The training is considered complete if the euclidean distance between the old set of centroids and the new set of centroids after a training iteration is lower or equal than tolerance.

pub fn max_n_iterations(&self) -> u64

We exit the training loop when the number of training iterations exceeds max_n_iterations even if the tolerance convergence condition has not been met.

pub fn n_clusters(&self) -> usize

The number of clusters we will be looking for in the training dataset.

pub fn init_method(&self) -> &KMeansInit<F>

Cluster initialization strategy

pub fn rng(&self) -> R

Returns a clone of the random generator

Trait Implementations

impl<F: Clone + Float, R: Clone + Rng> Clone for KMeansHyperParams<F, R>

fn clone(&self) -> KMeansHyperParams<F, R>

Returns a copy of the value.

pub fn clone_from(&mut self, source: &Self)

Performs copy-assignment from source.

impl<F: Debug + Float, R: Debug + Rng> Debug for KMeansHyperParams<F, R>

fn fmt(&self, f: &mut Formatter<'_>) -> Result

Formats the value using the given formatter.

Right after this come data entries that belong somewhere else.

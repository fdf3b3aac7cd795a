mod action;
mod auth;
mod catalog;
mod config;
mod controller;
mod error;
mod marvel;
mod projection;
mod types;

use std::sync::Arc;

use clap::{Parser, Subcommand};
use tokio::sync::mpsc;
use tracing_subscriber::{layer::SubscriberExt, util::SubscriberInitExt, EnvFilter};

use crate::action::Action;
use crate::config::Config;
use crate::controller::Controller;
use crate::marvel::MarvelCatalog;
use crate::projection::Projection;

#[derive(Parser)]
#[command(name = "heroes", version, about = "Browse the Marvel character catalog")]
struct Cli {
    #[command(subcommand)]
    command: Command,
}

#[derive(Subcommand)]
enum Command {
    /// List characters, loading another page each time the end is reached
    List {
        /// Number of pages to load
        #[arg(long, default_value_t = 1)]
        pages: usize,
        /// Records per page (defaults to the configured page size)
        #[arg(long, value_parser = clap::value_parser!(u32).range(1..))]
        page_size: Option<u32>,
    },
    /// Show one character, paging through the catalog until it turns up
    Show {
        id: u64,
        /// Give up after this many pages
        #[arg(long, default_value_t = 10)]
        pages: usize,
        #[arg(long, value_parser = clap::value_parser!(u32).range(1..))]
        page_size: Option<u32>,
    },
}

#[tokio::main]
async fn main() -> Result<(), Box<dyn std::error::Error>> {
    // Initialize logging
    tracing_subscriber::registry()
        .with(EnvFilter::try_from_default_env().unwrap_or_else(|_| EnvFilter::new("warn")))
        .with(tracing_subscriber::fmt::layer().with_writer(std::io::stderr))
        .init();

    let cli = Cli::parse();
    let config = Config::load();

    let credentials = auth::load_credentials(&config.api)?;
    let catalog = Arc::new(MarvelCatalog::new(&config, credentials)?);

    let (action_tx, mut action_rx) = mpsc::unbounded_channel::<Action>();

    match cli.command {
        Command::List { pages, page_size } => {
            let page_size = page_size.unwrap_or(config.list.page_size);
            let mut controller = Controller::new(catalog, page_size, action_tx);
            browse(&mut controller, &mut action_rx, pages, |_| false).await;
            controller.update(Action::Dispose);
            tracing::debug!(
                records = controller.items().len(),
                next_offset = controller.next_offset(),
                "listing finished"
            );

            for record in controller.items() {
                println!("{:>8}  {}", record.id, record.name);
            }
            if let Some(error) = controller.last_error() {
                eprintln!("{}", error);
            }
        }
        Command::Show {
            id,
            pages,
            page_size,
        } => {
            let page_size = page_size.unwrap_or(config.list.page_size);
            let mut controller = Controller::new(catalog, page_size, action_tx);
            let view = browse(&mut controller, &mut action_rx, pages, |view| {
                view.records.iter().any(|r| r.id == id)
            })
            .await;
            controller.update(Action::Dispose);

            let Some(record) = controller.record(id) else {
                if let Some(error) = &view.error {
                    eprintln!("{}", error);
                }
                return Err(format!("Character {} not found", id).into());
            };

            println!("{}", record.name);
            println!("{}", record.image_url);
            println!();
            println!("{}", record.display_description());
        }
    }

    Ok(())
}

/// Plays the list screen: attaches the controller, then keeps reporting the
/// last record as visible until `max_pages` pages have landed, `done` is
/// satisfied, the catalog runs dry, or an error is shown.
async fn browse<F>(
    controller: &mut Controller,
    action_rx: &mut mpsc::UnboundedReceiver<Action>,
    max_pages: usize,
    mut done: F,
) -> Projection
where
    F: FnMut(&Projection) -> bool,
{
    let mut projection = controller.subscribe();
    let mut pages = 0;

    controller.update(Action::Attach);

    loop {
        tokio::select! {
            Some(action) = action_rx.recv() => {
                controller.update(action);
            }
            Ok(()) = projection.changed() => {
                let view = projection.borrow_and_update().clone();
                if controller.is_loading() {
                    continue;
                }

                pages += 1;
                if view.error.is_some()
                    || done(&view)
                    || pages >= max_pages
                    || controller.phase().is_exhausted()
                {
                    return view;
                }

                match view.last_index() {
                    Some(last) => controller.update(Action::NearEnd(last)),
                    None => return view,
                }
            }
            else => break,
        }
    }

    controller.projection()
}
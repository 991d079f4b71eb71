//! Keygen and signing-key storage trait.

use crate::StoreError;
use relay_types::{Keygen, Tss};

pub trait TssStore {
    fn get_keygen(&self) -> Result<Option<Keygen>, StoreError>;

    fn put_keygen(&self, keygen: &Keygen) -> Result<(), StoreError>;

    /// The current signing key, if one has ever been set.
    fn get_tss(&self) -> Result<Option<Tss>, StoreError>;

    fn put_tss(&self, tss: &Tss) -> Result<(), StoreError>;

    /// Append to (or overwrite within) the history, keyed by public key.
    fn put_tss_history(&self, tss: &Tss) -> Result<(), StoreError>;

    fn get_tss_history(&self, pubkey: &str) -> Result<Option<Tss>, StoreError>;

    /// Every key ever generated, ordered by public key.
    fn iter_tss_history(&self) -> Result<Vec<Tss>, StoreError>;
}
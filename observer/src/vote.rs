//! Voting entry points for chain observations.
//!
//! Each entry point checks chain support and voter eligibility, finds or
//! opens the ballot for the message digest, records the vote, and reports
//! whether this vote finalized the ballot.

use crate::events::RelayerEvent;
use crate::msgs::{
    MsgVoteBlockHeader, MsgVoteGasRecharge, MsgVoteInboundBlock, MsgVoteOnInbound,
    MsgVoteOnOutbound,
};
use crate::{ObserverError, RelayerKeeper};
use relay_types::{Address, Ballot, Chain, ObservationKind, VoteOutcome};

pub const EVENT_SOURCE_VOTE_INBOUND: &str = "vote_inbound";
pub const EVENT_SOURCE_VOTE_INBOUND_BLOCK: &str = "vote_inbound_block";
pub const EVENT_SOURCE_VOTE_BLOCK_HEADER: &str = "vote_block_header";
pub const EVENT_SOURCE_GAS_RECHARGE: &str = "vote_gas_token_recharge";
pub const EVENT_SOURCE_BLAME: &str = "add_blame_vote";

/// Outcome of a single vote.
#[derive(Clone, Copy, Debug, PartialEq, Eq)]
pub struct VoteResult {
    /// This vote moved the ballot out of `InProgress`.
    pub is_finalized: bool,
    /// This vote opened the ballot.
    pub is_new: bool,
}

/// Outcome of an outbound vote, with what the caller needs to advance nonces.
#[derive(Clone, Debug, PartialEq, Eq)]
pub struct OutboundVoteResult {
    pub is_finalized: bool,
    pub is_new: bool,
    pub ballot: Ballot,
    pub observation_chain: String,
}

impl RelayerKeeper {
    /// Find or open the ballot, record `voter`'s vote, and check finalization.
    #[allow(clippy::too_many_arguments)]
    pub(crate) fn cast_vote(
        &self,
        index: &str,
        chain: &Chain,
        kind: ObservationKind,
        voter: &Address,
        outcome: VoteOutcome,
        height: u64,
        created: Option<(&str, &'static str)>,
    ) -> Result<(Ballot, VoteResult), ObserverError> {
        let (mut ballot, is_new) = self.find_or_create_ballot(index, chain, kind, height)?;
        if is_new {
            if let Some((observation_hash, source)) = created {
                self.emit(RelayerEvent::BallotCreated {
                    ballot_id: ballot.id.clone(),
                    kind,
                    observation_hash: observation_hash.to_string(),
                    observation_chain: chain.name(),
                    source,
                });
            }
        }
        self.add_vote_to_ballot(&mut ballot, voter, outcome)?;
        let is_finalized = self.check_finalization(&mut ballot)?;
        Ok((ballot, VoteResult { is_finalized, is_new }))
    }

    fn require_inbound_enabled(&self) -> Result<(), ObserverError> {
        if !self.is_inbound_enabled()? {
            return Err(ObserverError::InboundDisabled);
        }
        Ok(())
    }

    /// Vote that an inbound cross-chain transaction was observed.
    ///
    /// Both the sender and the receiver chain must be supported.
    pub fn vote_on_inbound(
        &self,
        msg: &MsgVoteOnInbound,
        height: u64,
    ) -> Result<VoteResult, ObserverError> {
        msg.validate_basic()?;
        self.require_inbound_enabled()?;
        let sender_chain = self.require_supported_chain(msg.sender_chain_id)?;
        self.require_eligible_observer(&msg.signer)?;
        self.require_supported_chain(msg.receiver_chain_id)?;

        let index = msg.digest()?;
        let (_, result) = self.cast_vote(
            &index,
            &sender_chain,
            ObservationKind::InboundTx,
            &msg.signer,
            VoteOutcome::Success,
            height,
            Some((&msg.in_tx_hash, EVENT_SOURCE_VOTE_INBOUND)),
        )?;
        Ok(result)
    }

    /// Vote that an external block holds events relevant to this module.
    pub fn vote_on_inbound_block(
        &self,
        msg: &MsgVoteInboundBlock,
        height: u64,
    ) -> Result<VoteResult, ObserverError> {
        msg.validate_basic()?;
        self.require_inbound_enabled()?;
        let chain = self.require_supported_chain(msg.chain_id)?;
        self.require_eligible_observer(&msg.signer)?;

        let index = msg.digest()?;
        let (_, result) = self.cast_vote(
            &index,
            &chain,
            ObservationKind::InboundBlock,
            &msg.signer,
            VoteOutcome::Success,
            height,
            Some((&msg.block_hash, EVENT_SOURCE_VOTE_INBOUND_BLOCK)),
        )?;
        Ok(result)
    }

    /// Vote to add an external block header to the light client.
    ///
    /// The header is checked before voting; on finalization it is handed to
    /// the light client together with its parent hash.
    pub fn vote_block_header(
        &self,
        msg: &MsgVoteBlockHeader,
        height: u64,
    ) -> Result<VoteResult, ObserverError> {
        msg.validate_basic()?;
        let chain = self.require_supported_chain(msg.chain_id)?;
        self.require_eligible_observer(&msg.signer)?;

        let parent_hash = self
            .light_client
            .check_new_block_header(msg.chain_id, &msg.block_hash, msg.height, &msg.header)
            .map_err(|e| ObserverError::InvalidBlockHeader(e.to_string()))?;

        let index = msg.digest()?;
        let (_, result) = self.cast_vote(
            &index,
            &chain,
            ObservationKind::InboundBlock,
            &msg.signer,
            VoteOutcome::Success,
            height,
            Some((&hex::encode(&msg.block_hash), EVENT_SOURCE_VOTE_BLOCK_HEADER)),
        )?;
        if result.is_finalized {
            self.light_client
                .add_block_header(msg.chain_id, &msg.block_hash, msg.height, &parent_hash)
                .map_err(|e| ObserverError::InvalidBlockHeader(e.to_string()))?;
            tracing::info!(chain = %chain, height = msg.height, "block header added");
        }
        Ok(result)
    }

    /// Vote on the result of an outbound transaction.
    ///
    /// The reported status becomes the vote: `Success` or `Failure`.
    pub fn vote_on_outbound(
        &self,
        msg: &MsgVoteOnOutbound,
        height: u64,
    ) -> Result<OutboundVoteResult, ObserverError> {
        msg.validate_basic()?;
        let chain = self.require_supported_chain(msg.chain_id)?;
        let outcome = msg.status.to_outcome()?;
        self.require_eligible_observer(&msg.signer)?;

        let index = msg.digest()?;
        let (ballot, result) = self.cast_vote(
            &index,
            &chain,
            ObservationKind::OutboundTx,
            &msg.signer,
            outcome,
            height,
            None,
        )?;
        Ok(OutboundVoteResult {
            is_finalized: result.is_finalized,
            is_new: result.is_new,
            ballot,
            observation_chain: chain.name(),
        })
    }

    /// Vote that the gas-token balance on a chain needs recharging.
    pub fn vote_on_gas_recharge(
        &self,
        msg: &MsgVoteGasRecharge,
        height: u64,
    ) -> Result<VoteResult, ObserverError> {
        let chain = self.require_supported_chain(msg.chain_id)?;
        self.require_eligible_observer(&msg.signer)?;

        let (_, result) = self.cast_vote(
            &msg.digest(),
            &chain,
            ObservationKind::GasTokenRecharge,
            &msg.signer,
            VoteOutcome::Success,
            height,
            Some(("", EVENT_SOURCE_GAS_RECHARGE)),
        )?;
        tracing::debug!(
            vote_index = msg.vote_index,
            finalized = result.is_finalized,
            "gas recharge vote processed"
        );
        Ok(result)
    }
}
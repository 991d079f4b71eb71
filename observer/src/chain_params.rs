//! Chain param registry: which chains are observed, and with what threshold.

use crate::msgs::{MsgRemoveChainParams, MsgUpsertChainParams};
use crate::{ObserverError, RelayerKeeper};
use relay_types::{chain_by_id, Chain, ChainId, ChainParams, ChainParamsList, PolicyType};

impl RelayerKeeper {
    /// The stored list, or an empty one before genesis.
    pub fn get_chain_params_list(&self) -> Result<ChainParamsList, ObserverError> {
        Ok(self.store.get_chain_params_list()?.unwrap_or_default())
    }

    /// Replace the whole list after validating it.
    pub fn set_chain_params_list(&self, list: &ChainParamsList) -> Result<(), ObserverError> {
        list.validate().map_err(ObserverError::InvalidChainParams)?;
        self.store.put_chain_params_list(list)?;
        Ok(())
    }

    pub fn get_chain_params(
        &self,
        chain_id: ChainId,
    ) -> Result<Option<ChainParams>, ObserverError> {
        Ok(self.get_chain_params_list()?.get(chain_id).cloned())
    }

    /// Params for `chain_id`, only if the chain is marked supported.
    pub fn get_supported_chain_params(
        &self,
        chain_id: ChainId,
    ) -> Result<Option<ChainParams>, ObserverError> {
        Ok(self.get_chain_params(chain_id)?.filter(|p| p.is_supported))
    }

    /// Resolve a chain id to a known chain, only if it is supported.
    pub fn get_supported_chain(&self, chain_id: ChainId) -> Result<Option<Chain>, ObserverError> {
        Ok(self
            .get_supported_chain_params(chain_id)?
            .and_then(|p| chain_by_id(p.chain_id)))
    }

    /// Like [`get_supported_chain`](Self::get_supported_chain) but fails with `UnsupportedChain`.
    pub(crate) fn require_supported_chain(
        &self,
        chain_id: ChainId,
    ) -> Result<Chain, ObserverError> {
        self.get_supported_chain(chain_id)?
            .ok_or(ObserverError::UnsupportedChain(chain_id))
    }

    /// Every supported chain, in chain-params order.
    pub fn get_supported_chains(&self) -> Result<Vec<Chain>, ObserverError> {
        Ok(self
            .get_chain_params_list()?
            .chain_params
            .iter()
            .filter(|p| p.is_supported)
            .filter_map(|p| chain_by_id(p.chain_id))
            .collect())
    }

    /// Supported chains other than the home chain.
    pub fn get_supported_foreign_chains(&self) -> Result<Vec<Chain>, ObserverError> {
        Ok(self
            .get_supported_chains()?
            .into_iter()
            .filter(|c| !c.is_pell_chain())
            .collect())
    }

    /// Insert or replace the params for one chain. Requires the Operational policy.
    pub fn upsert_chain_params(&self, msg: &MsgUpsertChainParams) -> Result<(), ObserverError> {
        self.require_policy(&msg.signer, PolicyType::Operational)?;
        let mut list = self.get_chain_params_list()?;
        list.upsert(msg.chain_params.clone());
        self.set_chain_params_list(&list)?;
        tracing::info!(
            chain_id = msg.chain_params.chain_id,
            supported = msg.chain_params.is_supported,
            threshold = %msg.chain_params.ballot_threshold,
            "chain params upserted"
        );
        Ok(())
    }

    /// Drop the params for one chain. Requires the Operational policy.
    pub fn remove_chain_params(&self, msg: &MsgRemoveChainParams) -> Result<(), ObserverError> {
        self.require_policy(&msg.signer, PolicyType::Operational)?;
        let mut list = self.get_chain_params_list()?;
        if !list.remove(msg.chain_id) {
            return Err(ObserverError::UnsupportedChain(msg.chain_id));
        }
        self.set_chain_params_list(&list)?;
        tracing::info!(chain_id = msg.chain_id, "chain params removed");
        Ok(())
    }
}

impl<F: Float, R: Rng + Clone + SeedableRng, D: Data<Elem = F>, T> Fit<ArrayBase<D, Dim<[usize; 2]>>, T, KMeansError> for KMeansHyperParams<F, R>

type Object = KMeans<F>

fn fit(
    &self,
    dataset: &DatasetBase<ArrayBase<D, Ix2>, T>
) -> Result<Self::Object, KMeansError>

Given an input matrix observations, with shape (n_observations, n_features), fit identifies n_clusters centroids based on the training data distribution.

An instance of KMeans is returned.

impl<'a, F: Float, R: Rng + Clone + SeedableRng, D: Data<Elem = F>, T> IncrementalFit<'a, ArrayBase<D, Dim<[usize; 2]>>, T> for KMeansHyperParams<F, R>

type ObjectIn = Option<KMeans<F>>

type ObjectOut = (KMeans<F>, bool)

fn fit_with(
    &self,
    model: Self::ObjectIn,
    dataset: &'a DatasetBase<ArrayBase<D, Ix2>, T>
) -> Self::ObjectOut

Performs a single batch update of the Mini-Batch K-means algorithm.

Given an input matrix observations, with shape (n_batch, n_features) and a previous KMeans model, the model’s centroids are updated with the input matrix. If model is None, then it’s initialized using the specified initialization algorithm. The return value consists of the updated model and a bool value that indicates whether the algorithm has converged.

impl<F: PartialEq + Float, R: PartialEq + Rng> PartialEq<KMeansHyperParams<F, R>> for KMeansHyperParams<F, R>

fn eq(&self, other: &KMeansHyperParams<F, R>) -> bool

This method tests for self and other values to be equal, and is used by ==.

fn ne(&self, other: &KMeansHyperParams<F, R>) -> bool

This method tests for !=.

impl<F: Float, R: Rng> StructuralPartialEq for KMeansHyperParams<F, R>